REQUIRED WORK: Only lines holding "parsed" are wanted; copy each of them from the records below.

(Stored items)
↓↓↓

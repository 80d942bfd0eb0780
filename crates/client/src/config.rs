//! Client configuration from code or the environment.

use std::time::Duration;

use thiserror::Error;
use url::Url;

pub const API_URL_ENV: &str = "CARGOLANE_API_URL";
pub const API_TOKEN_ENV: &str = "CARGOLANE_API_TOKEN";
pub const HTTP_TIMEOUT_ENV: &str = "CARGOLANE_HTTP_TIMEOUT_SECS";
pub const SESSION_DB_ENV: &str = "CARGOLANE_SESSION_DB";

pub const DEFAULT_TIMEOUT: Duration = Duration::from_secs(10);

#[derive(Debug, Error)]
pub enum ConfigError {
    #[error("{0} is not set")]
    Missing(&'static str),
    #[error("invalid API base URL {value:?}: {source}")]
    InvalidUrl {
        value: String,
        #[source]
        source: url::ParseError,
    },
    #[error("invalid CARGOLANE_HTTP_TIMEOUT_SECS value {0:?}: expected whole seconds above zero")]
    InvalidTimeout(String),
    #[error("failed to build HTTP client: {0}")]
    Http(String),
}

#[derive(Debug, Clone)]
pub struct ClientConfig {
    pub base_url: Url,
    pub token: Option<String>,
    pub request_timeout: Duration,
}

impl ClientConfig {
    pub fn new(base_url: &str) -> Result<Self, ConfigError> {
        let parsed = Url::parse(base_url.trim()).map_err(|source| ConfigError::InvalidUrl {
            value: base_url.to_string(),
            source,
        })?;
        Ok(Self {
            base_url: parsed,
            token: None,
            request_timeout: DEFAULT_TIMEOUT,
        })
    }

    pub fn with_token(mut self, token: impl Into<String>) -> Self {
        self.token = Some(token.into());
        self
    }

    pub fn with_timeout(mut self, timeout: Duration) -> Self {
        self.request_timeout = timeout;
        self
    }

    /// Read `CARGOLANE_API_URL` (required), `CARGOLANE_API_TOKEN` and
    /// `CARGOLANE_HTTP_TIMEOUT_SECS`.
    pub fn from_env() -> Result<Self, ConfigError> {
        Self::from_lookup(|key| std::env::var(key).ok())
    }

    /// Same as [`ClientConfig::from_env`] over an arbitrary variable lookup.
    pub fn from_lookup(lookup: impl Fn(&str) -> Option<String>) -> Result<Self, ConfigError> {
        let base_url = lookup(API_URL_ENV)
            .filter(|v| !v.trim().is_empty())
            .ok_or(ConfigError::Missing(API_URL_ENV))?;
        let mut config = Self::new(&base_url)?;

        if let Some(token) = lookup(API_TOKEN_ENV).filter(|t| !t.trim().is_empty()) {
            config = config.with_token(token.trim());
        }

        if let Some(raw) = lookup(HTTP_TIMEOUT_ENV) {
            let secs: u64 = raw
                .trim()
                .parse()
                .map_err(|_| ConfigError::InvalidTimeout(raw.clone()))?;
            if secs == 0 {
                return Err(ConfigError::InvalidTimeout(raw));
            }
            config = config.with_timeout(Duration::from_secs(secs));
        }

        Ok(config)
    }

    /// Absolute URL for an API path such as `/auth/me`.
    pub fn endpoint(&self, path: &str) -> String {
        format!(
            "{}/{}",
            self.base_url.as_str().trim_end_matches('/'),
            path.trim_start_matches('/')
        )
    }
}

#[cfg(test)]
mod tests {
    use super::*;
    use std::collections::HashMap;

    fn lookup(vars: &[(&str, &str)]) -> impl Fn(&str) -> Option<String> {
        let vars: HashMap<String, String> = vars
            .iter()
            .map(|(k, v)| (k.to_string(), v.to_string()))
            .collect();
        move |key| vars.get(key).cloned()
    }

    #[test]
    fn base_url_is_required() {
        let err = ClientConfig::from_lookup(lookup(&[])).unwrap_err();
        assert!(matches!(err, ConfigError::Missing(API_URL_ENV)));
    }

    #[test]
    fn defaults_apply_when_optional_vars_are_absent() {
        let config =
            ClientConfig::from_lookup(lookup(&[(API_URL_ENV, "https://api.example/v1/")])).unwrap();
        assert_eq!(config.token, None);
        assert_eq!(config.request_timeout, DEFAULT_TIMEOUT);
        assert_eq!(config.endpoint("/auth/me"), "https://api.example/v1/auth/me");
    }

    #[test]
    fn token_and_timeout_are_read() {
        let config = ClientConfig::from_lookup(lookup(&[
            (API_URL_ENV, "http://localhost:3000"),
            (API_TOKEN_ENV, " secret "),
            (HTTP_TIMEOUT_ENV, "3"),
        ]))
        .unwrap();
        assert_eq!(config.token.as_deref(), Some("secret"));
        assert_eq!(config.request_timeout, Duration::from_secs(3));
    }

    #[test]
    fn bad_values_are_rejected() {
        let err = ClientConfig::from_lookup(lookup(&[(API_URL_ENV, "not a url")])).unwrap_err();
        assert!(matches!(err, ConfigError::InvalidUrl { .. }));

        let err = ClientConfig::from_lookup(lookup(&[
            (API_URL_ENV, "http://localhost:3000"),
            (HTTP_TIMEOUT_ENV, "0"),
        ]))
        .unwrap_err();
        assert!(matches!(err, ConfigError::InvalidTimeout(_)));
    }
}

↑↑↑

EXERCISE RESULT:
        let parsed = Url::parse(base_url.trim()).map_err(|source| ConfigError::InvalidUrl {
            base_url: parsed,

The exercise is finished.